在摇瓶水平上,采用单因素试验方法,对已构建好的表达漆酶蛋白HIS-Lac1338的工程菌BL21(DE3)/p ET32a(+)-lac1338的诱导表达条件进行优化,以期提高蛋白产量,降低生产成本.研究了培养温度、诱导时间、异丙基硫代半乳糖苷(IPTG)浓度、铜离子(Cu2+)浓度等不同条件对HIS-Lac1338表达量和活性的影响.通过聚丙烯酰氨凝胶电泳(SDSPAGE)分析确定最佳表达条件,用酶标仪测其酶活性.结果显示,温度为30℃,初始菌体浓度D600 nm为1.6,加终浓度为0.2 mmol/L的IPTG及终浓度0.5 mmol/L的Cu2+,培养16 h,融合蛋白表达量提高了约2.5倍,为450 mg/L,是已报道的最高表达量;以2,2-联氮-二(3-乙基-苯并噻唑-6-磺酸)二铵盐(ABTS)为底物测纯酶的比酶活为22.8 U/mg.染料降解作用显示其对刚果红和靛红有95%以上的降解能力.研究表明,工程菌BL21(DE3)/p ET32a(+)-lac1338产漆酶量高且大部分为可溶性蛋白,可以快速生产,具有较好的应用价值.

In order to improve the expression level of lac1338 gene in Escherichia coli, four factors for producing HIS- Lac1338 by recombinant strain BL21（DE3）/pET32a（＋）-lac1338 were investigated, including the culture temperature, inducing time, and final concentrations of inductor Isopropyl beta-D-thiogalactopyranoside （IPTG） and Cu2＋. The optimized factors were determined by single factor analysis experiments. The optimum expression conditions were analyzed by sodium dodecyl sulfate-polyacrylamide gel electrophoresis, with the activities detected by enzyme-labeled instrument. The experiments showed that BL21（DE3）/pET32a（＋）-lac1338 ceils induced under the optimized conditions （incubation at 30 ℃, at an initial bacteria density of D600 nm 1.6, induction with 0.2 mmol/L IPTG and 0.5 mmol/L Cu2＋ for 16 h） resulted in the accumulation of large amounts of soluble laccase.
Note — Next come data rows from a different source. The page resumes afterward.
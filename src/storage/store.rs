//! Canonical in-memory connection list.
//!
//! `ConnectionStore` owns the records, migrates them on load and funnels
//! every mutation through one persist-and-notify path. Callers only ever
//! receive copies.

use std::sync::Arc;

use parking_lot::RwLock;
use serde_json::Value;
use tokio::sync::{broadcast, Mutex};

use crate::config::CoreConfig;
use crate::error::{ConnectionResult, StoreError};
use crate::logging::structured::LogContext;
use crate::migration::migrate_all;
use crate::storage::models::{ConnectionRecord, ConnectionStatus, RecordDocument};
use crate::storage::persistent::PersistentStore;
use crate::validation::name_collisions;

/// Capacity of the change channel. Subscribers that lag simply re-pull.
const EVENT_CAPACITY: usize = 64;

/// Fired after every mutation of the connection list.
#[derive(Debug, Clone, Copy, PartialEq, Eq)]
pub enum StoreEvent {
    Changed,
}

#[derive(Debug, Default)]
struct StoreState {
    records: Vec<ConnectionRecord>,
    /// Entries migration could not classify; written back untouched.
    retained: Vec<RecordDocument>,
}

pub struct ConnectionStore {
    backend: Arc<dyn PersistentStore>,
    config: Arc<CoreConfig>,
    state: RwLock<StoreState>,
    /// Serializes backend writes; each write snapshots the list while
    /// holding it, so the durable copy never goes backwards.
    write_gate: Mutex<()>,
    events: broadcast::Sender<StoreEvent>,
}

impl ConnectionStore {
    pub fn new(backend: Arc<dyn PersistentStore>, config: Arc<CoreConfig>) -> Self {
        let (events, _) = broadcast::channel(EVENT_CAPACITY);
        Self {
            backend,
            config,
            state: RwLock::new(StoreState::default()),
            write_gate: Mutex::new(()),
            events,
        }
    }

    pub fn config(&self) -> &CoreConfig {
        &self.config
    }

    pub fn subscribe(&self) -> broadcast::Receiver<StoreEvent> {
        self.events.subscribe()
    }

    /// Read, migrate and adopt the persisted list.
    ///
    /// Absent or malformed data yields an empty list. If migration changed
    /// anything the result is written back; a failed write-back is logged
    /// and the in-memory list stays authoritative.
    pub async fn load(&self) -> Vec<ConnectionRecord> {
        let ctx = LogContext::new("load");

        let entries = match self.backend.load(&self.config.storage_key).await {
            Ok(Some(bytes)) => decode_entries(&bytes, &ctx),
            Ok(None) => {
                log::debug!("{} STORE_EMPTY key={}", ctx, self.config.storage_key);
                Vec::new()
            }
            Err(e) => {
                log::error!("{} STORE_READ_FAILED error={}", ctx, e);
                Vec::new()
            }
        };

        let report = migrate_all(entries, &self.config, &ctx);
        let changed = report.changed();

        let collisions = {
            let mut state = self.state.write();
            state.records = report.records;
            for record in state.records.iter_mut() {
                record.status = ConnectionStatus::Disconnected;
            }
            sort_most_recent_first(&mut state.records);
            state.retained = report.retained;
            name_collisions(&state.records)
        };

        // Both records are kept; renaming either one resolves it.
        for (existing_id, colliding_id) in &collisions {
            log::warn!(
                "{} NAME_COLLISION_ON_LOAD existing_id={} colliding_id={}",
                ctx,
                existing_id,
                colliding_id
            );
        }

        if changed {
            match self.persist().await {
                Ok(()) => log::info!("{} MIGRATION_PERSISTED", ctx),
                Err(e) => log::warn!("{} MIGRATION_PERSIST_FAILED error={}", ctx, e),
            }
        }

        self.get_all()
    }

    /// Copies of all records, most recently used first.
    pub fn get_all(&self) -> Vec<ConnectionRecord> {
        let mut records = self.state.read().records.clone();
        sort_most_recent_first(&mut records);
        records
    }

    pub fn get(&self, id: &str) -> Option<ConnectionRecord> {
        self.state.read().records.iter().find(|r| r.id == id).cloned()
    }

    /// Entries retained unversioned because migration could not classify them.
    pub fn unclassified(&self) -> Vec<RecordDocument> {
        self.state.read().retained.clone()
    }

    /// Replace the whole list, persist it and notify subscribers.
    ///
    /// Subscribers are notified even when the write fails: the in-memory
    /// list is the session's source of truth.
    pub async fn save(&self, records: Vec<ConnectionRecord>) -> ConnectionResult<()> {
        self.state.write().records = records;
        let result = self.persist().await;
        self.notify();
        Ok(result?)
    }

    /// Read-check-write against the current list in one step.
    ///
    /// `f` runs under the write lock. `Ok(None)` means nothing changed and
    /// nothing is persisted; `Ok(Some(_))` is persisted and announced. A
    /// failed write is logged and does not fail the mutation.
    pub async fn mutate<T, F>(&self, ctx: &LogContext, f: F) -> ConnectionResult<Option<T>>
    where
        F: FnOnce(&mut Vec<ConnectionRecord>) -> ConnectionResult<Option<T>>,
    {
        let outcome = {
            let mut state = self.state.write();
            f(&mut state.records)?
        };

        if outcome.is_some() {
            if let Err(e) = self.persist().await {
                log::warn!("{} PERSIST_FAILED error={}", ctx, e);
            }
            self.notify();
        }

        Ok(outcome)
    }

    async fn persist(&self) -> Result<(), StoreError> {
        let _gate = self.write_gate.lock().await;

        let bytes = {
            let state = self.state.read();
            let mut docs: Vec<Value> = Vec::with_capacity(state.records.len() + state.retained.len());
            for record in &state.records {
                docs.push(serde_json::to_value(RecordDocument::from(record))?);
            }
            for doc in &state.retained {
                docs.push(serde_json::to_value(doc)?);
            }
            serde_json::to_vec(&docs)?
        };

        self.backend.save(&self.config.storage_key, &bytes).await
    }

    fn notify(&self) {
        // No receivers is fine.
        let _ = self.events.send(StoreEvent::Changed);
    }
}

fn decode_entries(bytes: &[u8], ctx: &LogContext) -> Vec<Value> {
    match serde_json::from_slice::<Value>(bytes) {
        Ok(Value::Array(entries)) => entries,
        Ok(other) => {
            log::warn!(
                "{} STORE_MALFORMED reason=not_a_list kind={}",
                ctx,
                json_kind(&other)
            );
            Vec::new()
        }
        Err(e) => {
            log::warn!("{} STORE_MALFORMED error={}", ctx, e);
            Vec::new()
        }
    }
}

fn json_kind(value: &Value) -> &'static str {
    match value {
        Value::Null => "null",
        Value::Bool(_) => "bool",
        Value::Number(_) => "number",
        Value::String(_) => "string",
        Value::Array(_) => "array",
        Value::Object(_) => "object",
    }
}

/// Most recently used first; records never used go last.
pub fn sort_most_recent_first(records: &mut [ConnectionRecord]) {
    records.sort_by(|a, b| b.last_used.cmp(&a.last_used));
}
//! Filter group compilation.

use serde_json::Value;

use crate::filter::group::{Filter, FilterGroup, GroupOperator};
use crate::filter::query::{BackendQuery, Combinator, FilterValue};

/// Compile a tree into the backend payload. `None` for a tree with no
/// leaves anywhere.
///
/// Operands are the compiled subgroups followed by the group's own leaves.
/// A single operand is returned as is, or wrapped in `not` under NOT.
/// Several operands under NOT compile to `not(and(...))`.
pub fn compile(group: &FilterGroup) -> Option<BackendQuery> {
    compile_where(group, &|_| true)
}

/// Like `compile`, skipping leaves that are not yet complete.
pub fn compile_complete(group: &FilterGroup) -> Option<BackendQuery> {
    compile_where(group, &Filter::is_complete)
}

/// Readable rendering of the compiled tree, `None` when it compiles to nothing.
pub fn render_text(group: &FilterGroup) -> Option<String> {
    compile(group).map(|query| query.to_string())
}

fn compile_where(group: &FilterGroup, keep: &dyn Fn(&Filter) -> bool) -> Option<BackendQuery> {
    let mut operands: Vec<BackendQuery> = group
        .groups
        .iter()
        .filter_map(|child| compile_where(child, keep))
        .collect();
    operands.extend(group.filters.iter().filter(|&f| keep(f)).map(compile_filter));

    match operands.len() {
        0 => None,
        1 => {
            let operand = operands.pop()?;
            Some(match group.operator {
                GroupOperator::Not => BackendQuery::not(operand),
                GroupOperator::And | GroupOperator::Or => operand,
            })
        }
        _ => Some(match group.operator {
            GroupOperator::And => BackendQuery::combined(Combinator::And, operands),
            GroupOperator::Or => BackendQuery::combined(Combinator::Or, operands),
            GroupOperator::Not => {
                BackendQuery::not(BackendQuery::combined(Combinator::And, operands))
            }
        }),
    }
}

fn compile_filter(filter: &Filter) -> BackendQuery {
    let value = if filter.comparator.takes_list() {
        FilterValue::List(filter.values.clone())
    } else {
        FilterValue::Single(filter.value.clone().unwrap_or(Value::Null))
    };
    BackendQuery::Predicate {
        field: filter.field.clone(),
        comparator: filter.comparator,
        value,
    }
}
//! Filter groups and their compilation to backend queries.
//!
//! A `FilterGroup` is a boolean expression tree of leaf predicates under
//! AND/OR/NOT. Every editing primitive returns a new tree; nothing here
//! mutates a shared instance.

pub mod compiler;
pub mod group;
pub mod query;

pub use compiler::*;
pub use group::*;
pub use query::*;
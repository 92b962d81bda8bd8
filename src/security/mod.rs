//! Security module.
//!
//! Keeps credentials out of log lines and user-facing messages.

pub mod redact;

pub use redact::*;
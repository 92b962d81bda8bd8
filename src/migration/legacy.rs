//! Legacy single-URL records.
//!
//! Before the custom/cloud split a record carried one combined `url`.
//! Upgrading rewrites such a document into the structured shape.

use lazy_static::lazy_static;
use regex::Regex;

use crate::config::CoreConfig;
use crate::storage::models::{ConnectionType, RecordDocument};

use super::MigrationError;

lazy_static! {
    /// `scheme://host:port/path`, scheme and port optional.
    static ref URL_PATTERN: Regex = Regex::new(
        r"^(?:(?P<scheme>[A-Za-z][A-Za-z0-9+.-]*)://)?(?P<host>\[[^\]]+\]|[^:/?#\s]+)(?::(?P<port>\d+))?(?:[/?#]\S*)?$"
    ).unwrap();
}

/// Host/port/TLS parsed from a legacy URL.
#[derive(Debug, Clone, PartialEq, Eq)]
pub struct ParsedUrl {
    pub host: String,
    pub port: u16,
    pub secure: bool,
}

/// Parse a legacy URL. A missing port defaults by scheme; a missing
/// scheme means plain HTTP.
pub fn parse_legacy_url(url: &str, config: &CoreConfig) -> Result<ParsedUrl, MigrationError> {
    let trimmed = url.trim();
    let invalid = |reason: &str| MigrationError::InvalidUrl {
        url: trimmed.to_string(),
        reason: reason.to_string(),
    };

    let caps = URL_PATTERN
        .captures(trimmed)
        .ok_or_else(|| invalid("not a URL"))?;

    let secure = match caps.name("scheme").map(|m| m.as_str().to_lowercase()) {
        None => false,
        Some(scheme) if scheme == "http" => false,
        Some(scheme) if scheme == "https" => true,
        Some(_) => return Err(invalid("unsupported scheme")),
    };

    let host = caps
        .name("host")
        .map(|m| m.as_str().to_string())
        .ok_or_else(|| invalid("missing host"))?;

    let port = match caps.name("port") {
        Some(m) => m
            .as_str()
            .parse::<u16>()
            .ok()
            .filter(|p| *p != 0)
            .ok_or_else(|| invalid("port out of range"))?,
        None if secure => config.default_https_port,
        None => config.default_http_port,
    };

    Ok(ParsedUrl { host, port, secure })
}

/// Rewrite a legacy document into the structured shape.
///
/// Cloud URLs become the cluster endpoint. Anything else becomes a custom
/// record with a gRPC channel on the same host at the default port, since
/// legacy records never configured one.
pub fn upgrade_legacy(
    mut doc: RecordDocument,
    url: &str,
    config: &CoreConfig,
) -> Result<RecordDocument, MigrationError> {
    let url = url.trim().to_string();

    if config.is_cloud_url(&url) {
        doc.connection_type = Some(ConnectionType::Cloud);
        doc.cloud_url = Some(url.clone());
    } else {
        let parsed = parse_legacy_url(&url, config)?;
        doc.connection_type = Some(ConnectionType::Custom);
        doc.http_host = Some(parsed.host.clone());
        doc.http_port = Some(parsed.port);
        doc.http_secure = Some(parsed.secure);
        doc.grpc_host = Some(parsed.host);
        doc.grpc_port = Some(config.default_grpc_port);
        doc.grpc_secure = Some(parsed.secure);
    }

    if doc.name.as_deref().map(str::trim).unwrap_or("").is_empty() {
        doc.name = Some(url);
    }
    doc.url = None;
    Ok(doc)
}

#[cfg(test)]
mod tests {
    use super::*;

    #[test]
    fn test_parse_plain_with_port() {
        let parsed = parse_legacy_url("http://localhost:8080", &CoreConfig::default()).unwrap();
        assert_eq!(
            parsed,
            ParsedUrl {
                host: "localhost".to_string(),
                port: 8080,
                secure: false
            }
        );
    }

    #[test]
    fn test_parse_default_ports() {
        let config = CoreConfig::default();
        let secure = parse_legacy_url("https://host.example.com", &config).unwrap();
        assert_eq!(secure.port, 443);
        assert!(secure.secure);

        let plain = parse_legacy_url("http://host.example.com/v1/", &config).unwrap();
        assert_eq!(plain.port, 8080);
        assert!(!plain.secure);
    }

    #[test]
    fn test_parse_without_scheme() {
        let parsed = parse_legacy_url("weaviate.internal:9090", &CoreConfig::default()).unwrap();
        assert_eq!(parsed.host, "weaviate.internal");
        assert_eq!(parsed.port, 9090);
        assert!(!parsed.secure);
    }

    #[test]
    fn test_parse_rejects_bad_input() {
        let config = CoreConfig::default();
        assert!(parse_legacy_url("ftp://host", &config).is_err());
        assert!(parse_legacy_url("http://host:99999", &config).is_err());
        assert!(parse_legacy_url("http://", &config).is_err());
        assert!(parse_legacy_url("not a url", &config).is_err());
    }

    #[test]
    fn test_upgrade_cloud() {
        let doc = RecordDocument {
            url: Some("https://foo.weaviate.cloud".to_string()),
            api_key: Some("key".to_string()),
            ..RecordDocument::default()
        };
        let upgraded = upgrade_legacy(doc, "https://foo.weaviate.cloud", &CoreConfig::default()).unwrap();
        assert_eq!(upgraded.connection_type, Some(ConnectionType::Cloud));
        assert_eq!(upgraded.cloud_url.as_deref(), Some("https://foo.weaviate.cloud"));
        assert_eq!(upgraded.url, None);
        assert_eq!(upgraded.name.as_deref(), Some("https://foo.weaviate.cloud"));
    }

    #[test]
    fn test_upgrade_custom_synthesizes_grpc() {
        let doc = RecordDocument {
            name: Some("Local".to_string()),
            url: Some("http://localhost:8080".to_string()),
            ..RecordDocument::default()
        };
        let upgraded = upgrade_legacy(doc, "http://localhost:8080", &CoreConfig::default()).unwrap();
        assert_eq!(upgraded.connection_type, Some(ConnectionType::Custom));
        assert_eq!(upgraded.http_host.as_deref(), Some("localhost"));
        assert_eq!(upgraded.http_port, Some(8080));
        assert_eq!(upgraded.http_secure, Some(false));
        assert_eq!(upgraded.grpc_host.as_deref(), Some("localhost"));
        assert_eq!(upgraded.grpc_port, Some(50051));
        assert_eq!(upgraded.name.as_deref(), Some("Local"));
    }
}
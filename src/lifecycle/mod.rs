//! Connection lifecycle module.
//!
//! `ConnectionManager` adds, updates and deletes records and opens and
//! closes live client handles:
//! - `add` calls are serialized through one FIFO queue
//! - connect negotiates the gRPC channel and falls back to HTTP only
//! - handles are cached by connection id

pub mod manager;
pub mod negotiation;
pub mod notifier;

pub use manager::*;
pub use negotiation::*;
pub use notifier::*;
//! Error types for connection management.
//!
//! Three layers of errors meet here:
//! - `ConnectionError` is what the registry and lifecycle operations return
//! - `ClientError` comes back from the database client collaborator
//! - `StoreError` comes back from the persistent store collaborator

use lazy_static::lazy_static;
use regex::Regex;
use thiserror::Error;

use crate::storage::models::ConnectionType;

/// Result type for registry and lifecycle operations.
pub type ConnectionResult<T> = Result<T, ConnectionError>;

/// Errors surfaced to callers of the connection registry.
#[derive(Error, Debug)]
pub enum ConnectionError {
    /// A required field is missing or empty.
    #[error("Invalid connection: {field} {message}")]
    Validation { field: String, message: String },

    /// Another record already uses this name (case-insensitive).
    #[error("A connection named \"{name}\" already exists ({existing_kind} connection {existing_id})")]
    NameConflict {
        name: String,
        existing_id: String,
        existing_kind: ConnectionType,
    },

    /// Operation on an unknown id.
    #[error("Connection not found: {id}")]
    NotFound { id: String },

    /// Establishing a live client failed.
    #[error("Failed to connect to \"{name}\": {source}")]
    ConnectFailure {
        name: String,
        #[source]
        source: ClientError,
    },

    /// The durable store rejected a read or write.
    #[error("Persistence failed: {0}")]
    Persistence(#[from] StoreError),

    /// Configuration errors
    #[error("Configuration error: {message}")]
    Config { message: String },

    /// A configuration file or payload was not valid JSON.
    #[error("Serialization error: {0}")]
    Serialization(#[from] serde_json::Error),
}

impl ConnectionError {
    pub fn validation(field: &str, message: &str) -> Self {
        ConnectionError::Validation {
            field: field.to_string(),
            message: message.to_string(),
        }
    }

    /// Get error category for logging
    pub fn category(&self) -> &'static str {
        match self {
            ConnectionError::Validation { .. } => "validation",
            ConnectionError::NameConflict { .. } => "conflict",
            ConnectionError::NotFound { .. } => "not_found",
            ConnectionError::ConnectFailure { .. } => "connect",
            ConnectionError::Persistence(..) => "persistence",
            ConnectionError::Config { .. } => "configuration",
            ConnectionError::Serialization(..) => "serialization",
        }
    }
}

/// Errors reported by the database client collaborator.
#[derive(Error, Debug, Clone, PartialEq)]
pub enum ClientError {
    /// The low-latency channel speaks a protocol the server does not support.
    #[error("gRPC protocol not supported: {message}")]
    Protocol { message: String },

    /// Client startup checks failed.
    #[error("Startup check failed: {message}")]
    Startup {
        message: String,
        protocol_related: bool,
    },

    /// Network level failures
    #[error("Transport error: {message}")]
    Transport { message: String },

    /// Authentication errors
    #[error("Authentication failed: {message}")]
    Authentication { message: String },

    /// The readiness probe answered "not ready".
    #[error("Server is not ready")]
    NotReady,

    /// Construction parameters could not be resolved.
    #[error("Configuration error: {message}")]
    Configuration { message: String },

    #[error("{message}")]
    Other { message: String },
}

lazy_static! {
    /// Markers the client library uses when the gRPC channel is unusable.
    static ref PROTOCOL_MARKERS: Vec<Regex> = vec![
        Regex::new(r"(?i)grpc.*(not supported|unsupported|unavailable|unimplemented|not enabled)").unwrap(),
        Regex::new(r"(?i)(not supported|unsupported|unavailable|unimplemented).*grpc").unwrap(),
        Regex::new(r"(?i)protocol.*(incompatib|version mismatch)").unwrap(),
        Regex::new(r"(?i)weaviategrpc").unwrap(),
    ];
}

impl ClientError {
    /// Whether this failure means "retry without the low-latency channel".
    pub fn is_protocol_incompatibility(&self) -> bool {
        match self {
            ClientError::Protocol { .. } => true,
            ClientError::Startup {
                protocol_related: true,
                ..
            } => true,
            ClientError::Startup { message, .. }
            | ClientError::Transport { message }
            | ClientError::Other { message } => {
                PROTOCOL_MARKERS.iter().any(|p| p.is_match(message))
            }
            ClientError::Authentication { .. }
            | ClientError::NotReady
            | ClientError::Configuration { .. } => false,
        }
    }
}

/// Errors reported by a `PersistentStore`.
#[derive(Error, Debug)]
pub enum StoreError {
    #[error("I/O error: {0}")]
    Io(#[from] std::io::Error),

    #[error("Store backend error: {message}")]
    Backend { message: String },

    #[error("Serialization error: {0}")]
    Serialization(#[from] serde_json::Error),
}

#[cfg(test)]
mod tests {
    use super::*;

    #[test]
    fn test_protocol_classification() {
        assert!(ClientError::Protocol { message: "x".to_string() }.is_protocol_incompatibility());
        assert!(ClientError::Startup {
            message: "health check".to_string(),
            protocol_related: true
        }
        .is_protocol_incompatibility());
        assert!(ClientError::Transport {
            message: "gRPC is not supported by this server version".to_string()
        }
        .is_protocol_incompatibility());
        assert!(ClientError::Other {
            message: "WeaviateGRPCUnavailableError: could not reach port 50051".to_string()
        }
        .is_protocol_incompatibility());

        assert!(!ClientError::Transport {
            message: "connection refused".to_string()
        }
        .is_protocol_incompatibility());
        assert!(!ClientError::Authentication {
            message: "grpc unavailable".to_string()
        }
        .is_protocol_incompatibility());
        assert!(!ClientError::NotReady.is_protocol_incompatibility());
    }

    #[test]
    fn test_error_categories() {
        assert_eq!(ConnectionError::validation("name", "is required").category(), "validation");
        assert_eq!(ConnectionError::NotFound { id: "x".to_string() }.category(), "not_found");
    }

    #[test]
    fn test_error_display() {
        let error = ConnectionError::NameConflict {
            name: "Local".to_string(),
            existing_id: "abc".to_string(),
            existing_kind: ConnectionType::Custom,
        };
        assert_eq!(
            format!("{}", error),
            "A connection named \"Local\" already exists (custom connection abc)"
        );

        let error = ConnectionError::validation("httpHost", "is required");
        assert_eq!(format!("{}", error), "Invalid connection: httpHost is required");
    }
}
The culture provided 450 mg/L of laccase, 250% higher than that under the original fermentation condition. Its activity was determined by one-step purification through His-Binding-Resin affinity chromatography to be up to 22.8 U/mL of specific activity to ABTS under the optimal conditions. It could degrade more than 95% of Congo red and Indigo carmine. Overall, the optimized process to express HIS-Lac1338 in E. Coli can produce large amount of soluble and active recombinant protein, therefore it is valuable in application.